What do the IALSS results tell us about literacy in Canada?
According to the IALSS low literacy levels are prevalent across the country and are undermining the potential of our people, our communities, and our economy. Nationally 15% of Canadians or 3.2 million people aged 16 to 65 do not read English or French well. An additional 27% or 5.8 million people do not have the literacy skills necessary to fully benefit from and contribute to the economic and social development of their communities.
- Half of the Canadian population has some literacy and/or numeracy difficulty, falling in the level 1 to 3. Many of these people function quite well in their own context but the low literacy skills really limit their options.
- Most of the skill loss has occurred in lower skilled males who have jobs and the research shows that the role of employers in literacy loss is significant. All employers need to find ways to get employees to use their skills - or loose them.
- The percentage of people at level 1 drags a country's growth down significantly. It is estimated that by raising literacy scores by 1 per cent relative to the national average, a 2.5% increase in labour productivity and a 1.5% rise in output per person can be generated. This would produce three times as great a result as an investment in physical capital.

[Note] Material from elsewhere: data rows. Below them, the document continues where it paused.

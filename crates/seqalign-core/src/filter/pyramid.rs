use super::downsample::DownsampleFilter;
use super::gaussian::GaussianFilter;
use crate::error::{CoreError, Result};
use crate::image::Image;
use burn::tensor::backend::Backend;

/// Multi-resolution image pyramid.
///
/// Level `i` is the input smoothed with `smoothing_sigmas[i]` (physical units,
/// per axis `(x, y, z)`) and then shrunk by `shrink_factors[i]`. Levels are
/// stored in schedule order, which for registration is coarsest first.
pub struct MultiResolutionPyramid<B: Backend, const D: usize> {
    images: Vec<Image<B, D>>,
}

impl<B: Backend, const D: usize> MultiResolutionPyramid<B, D> {
    /// Build a pyramid from per-level, per-axis schedules.
    ///
    /// Each inner vector may hold one value per axis or a single value for all axes.
    pub fn new(input: &Image<B, D>, shrink_factors: &[Vec<usize>], smoothing_sigmas: &[Vec<f64>]) -> Result<Self> {
        if shrink_factors.len() != smoothing_sigmas.len() {
            return Err(CoreError::invalid_parameter(
                "smoothing_sigmas",
                format!(
                    "{} smoothing levels for {} shrink levels",
                    smoothing_sigmas.len(),
                    shrink_factors.len()
                ),
            ));
        }
        if shrink_factors.iter().flatten().any(|&f| f == 0) {
            return Err(CoreError::invalid_parameter("shrink_factors", "factors must be at least 1"));
        }
        if smoothing_sigmas.iter().flatten().any(|s| !s.is_finite() || *s < 0.0) {
            return Err(CoreError::invalid_parameter("smoothing_sigmas", "sigmas must be finite and non-negative"));
        }

        let images = shrink_factors
            .iter()
            .zip(smoothing_sigmas.iter())
            .map(|(factors, sigmas)| {
                let is_identity_shrink = factors.iter().all(|&f| f == 1);
                let is_identity_smooth = sigmas.iter().all(|&s| s <= 1e-6);

                let smoothed = if is_identity_smooth {
                    input.clone()
                } else {
                    GaussianFilter::new(sigmas.clone()).apply(input)
                };

                if is_identity_shrink {
                    smoothed
                } else {
                    DownsampleFilter::new(factors.clone()).apply(&smoothed)
                }
            })
            .collect();

        Ok(Self { images })
    }

    /// Build a pyramid from one isotropic factor and sigma per level.
    ///
    /// With `sigmas_in_physical_units == false` the sigmas are voxel counts and
    /// are converted with the input spacing of each axis.
    pub fn from_schedule(
        input: &Image<B, D>,
        shrink_factors: &[usize],
        smoothing_sigmas: &[f64],
        sigmas_in_physical_units: bool,
    ) -> Result<Self> {
        let factors: Vec<Vec<usize>> = shrink_factors.iter().map(|&f| vec![f]).collect();
        let sigmas: Vec<Vec<f64>> = smoothing_sigmas
            .iter()
            .map(|&s| {
                if sigmas_in_physical_units {
                    vec![s]
                } else {
                    (0..D).map(|axis| s * input.spacing()[axis]).collect()
                }
            })
            .collect();
        Self::new(input, &factors, &sigmas)
    }

    pub fn get_level(&self, level: usize) -> Option<&Image<B, D>> {
        self.images.get(level)
    }

    pub fn levels(&self) -> usize {
        self.images.len()
    }

    pub fn iter(&self) -> impl Iterator<Item = &Image<B, D>> {
        self.images.iter()
    }
}

/// Power-of-two schedule for `levels` levels, coarsest first.
///
/// `levels = 3` gives factors `[4, 2, 1]` and sigmas `[2.0, 1.0, 0.0]`.
pub fn default_schedule(levels: usize) -> (Vec<usize>, Vec<f64>) {
    (0..levels)
        .map(|i| {
            let factor = 1usize << (levels - 1 - i);
            let sigma = if factor > 1 { 0.5 * factor as f64 } else { 0.0 };
            (factor, sigma)
        })
        .unzip()
}

#[cfg(test)]
mod tests {
    use super::*;
    use crate::spatial::{Direction, Point, Spacing};
    use burn::tensor::Tensor;
    use burn_ndarray::NdArray;

    type B = NdArray<f32>;

    fn volume() -> Image<B, 3> {
        let device = Default::default();
        Image::new(
            Tensor::<B, 3>::ones([8, 16, 16], &device),
            Point::origin(),
            Spacing::new([1.0, 1.0, 2.0]),
            Direction::identity(),
        )
    }

    #[test]
    fn test_default_schedule() {
        let (factors, sigmas) = default_schedule(3);
        assert_eq!(factors, vec![4, 2, 1]);
        assert_eq!(sigmas, vec![2.0, 1.0, 0.0]);
    }

    #[test]
    fn test_levels_coarsest_first() {
        let image = volume();
        let pyramid = MultiResolutionPyramid::from_schedule(&image, &[4, 2, 1], &[2.0, 1.0, 0.0], true).unwrap();
        assert_eq!(pyramid.levels(), 3);
        assert_eq!(pyramid.get_level(0).unwrap().size(), [4, 4, 2]);
        assert_eq!(pyramid.get_level(1).unwrap().size(), [8, 8, 4]);
        assert_eq!(pyramid.get_level(2).unwrap().size(), [16, 16, 8]);
        assert!(pyramid.get_level(3).is_none());
    }

    #[test]
    fn test_smoothing_preserves_constant() {
        let image = volume();
        let pyramid = MultiResolutionPyramid::from_schedule(&image, &[2], &[1.5], true).unwrap();
        let values = pyramid.get_level(0).unwrap().to_vec();
        assert!(values.iter().all(|v| (v - 1.0).abs() < 1e-4));
    }

    #[test]
    fn test_mismatched_schedule_is_rejected() {
        let image = volume();
        let result = MultiResolutionPyramid::new(&image, &[vec![2], vec![1]], &[vec![1.0]]);
        assert!(matches!(result, Err(CoreError::InvalidParameter { .. })));
    }
}
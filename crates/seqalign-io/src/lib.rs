//! Volume I/O: NIfTI files, DICOM series and typed DICOM metadata.

pub mod dicom_io;
pub mod loader;
pub mod metadata;
pub mod nifti_io;

pub use dicom_io::{load_dicom_series, read_dicom_metadata, read_dicom_series, scan_dicom_directory, DicomSeriesInfo};
pub use loader::{VolumeFormat, VolumeLoader};
pub use metadata::{DicomMetadata, MetadataKey, MetadataValue};
pub use nifti_io::{read_nifti, write_nifti};
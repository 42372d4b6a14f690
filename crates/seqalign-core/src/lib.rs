//! Core types for multi-sequence volume alignment: physical-space geometry,
//! images, transforms, interpolators and filters.

pub mod error;
pub mod filter;
pub mod geometry;
pub mod image;
pub mod interpolation;
pub mod io;
pub mod spatial;
pub mod transform;

pub use error::{CoreError, Result};
pub use image::{Image, ImageGrid};
pub use io::{VolumeReader, VolumeWriter};
pub use spatial::{Direction, Point, Spacing, Vector};
//! Transform traits.

use crate::error::Result;
use crate::spatial::Point3;
use burn::tensor::backend::Backend;
use burn::tensor::Tensor;

/// Maps points from output (fixed) physical space to input (moving) physical space.
///
/// Resampling walks the output grid, pushes each voxel position through the
/// transform and samples the input image there.
pub trait Transform<B: Backend, const D: usize> {
    /// Apply the transform to a `[N, D]` batch of physical points.
    fn transform_points(&self, points: Tensor<B, 2>) -> Tensor<B, 2>;
}

/// A 3D transform described by a flat parameter vector about a fixed center.
///
/// This is what the optimizer sees: parameters are read, perturbed and written
/// back as `f64`, while `transform_points_with` evaluates the transform from a
/// parameter tensor so gradients can flow to the parameters.
pub trait ParametricTransform: Clone + std::fmt::Debug + Send + Sync {
    fn number_of_parameters(&self) -> usize;

    fn parameters(&self) -> Vec<f64>;

    /// A copy of this transform with new parameters; the center is kept.
    fn with_parameters(&self, parameters: &[f64]) -> Result<Self>;

    fn center(&self) -> Point3;

    /// Map a single point on the CPU in double precision.
    fn transform_point(&self, point: &Point3) -> Point3;

    /// Map a `[N, 3]` batch using `parameters` (shape `[P]`) in place of the stored ones.
    fn transform_points_with<B: Backend>(&self, parameters: Tensor<B, 1>, points: Tensor<B, 2>) -> Tensor<B, 2>;
}

impl<B: Backend, const D: usize, T: Transform<B, D> + ?Sized> Transform<B, D> for &T {
    fn transform_points(&self, points: Tensor<B, 2>) -> Tensor<B, 2> {
        (**self).transform_points(points)
    }
}
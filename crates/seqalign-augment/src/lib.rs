//! Data augmentation for co-registered multi-sequence volume sets.
//!
//! Geometric augmentation perturbs a whole set with one shared random
//! similarity transform so that sequences stay aligned with each other.
//! Intensity augmentation draws independent filter parameters per volume.
//! Radial distortion fields are available as a dense
//! [`DisplacementFieldTransform`](seqalign_core::transform::DisplacementFieldTransform).

pub mod distortion;
pub mod error;
pub mod intensity;
pub mod morph;

pub use distortion::{radial_distortion_transform, random_radial_distortion_transform, RadialCoefficients};
pub use error::{AugmentError, Result};
pub use intensity::{augment_intensity, IntensityAugmentationRanges};
pub use morph::{apply_morph_augmentation, fill_value, random_similarity_transform, resample_in_place};
pub use seqalign_core::geometry::{Interval, RadialDistortionRanges, SimilarityRanges};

- Low literacy levels contribute to the poor health of our citizens by eliminating them from consideration for higher paying jobs. Low paying jobs limit people's options in housing, food, clothing, and transportation. Low literacy also makes helpful lifestyle information more inaccessible - information that often comes in print from the newspapers, pamphlets, food and medicine labels, and books. Those who live in remote communities are at the greatest risk. Lower incomes, poor nutrition, inadequate housing, overcrowding, and higher rates of single parent families all serve to set the stage for poorer levels of health.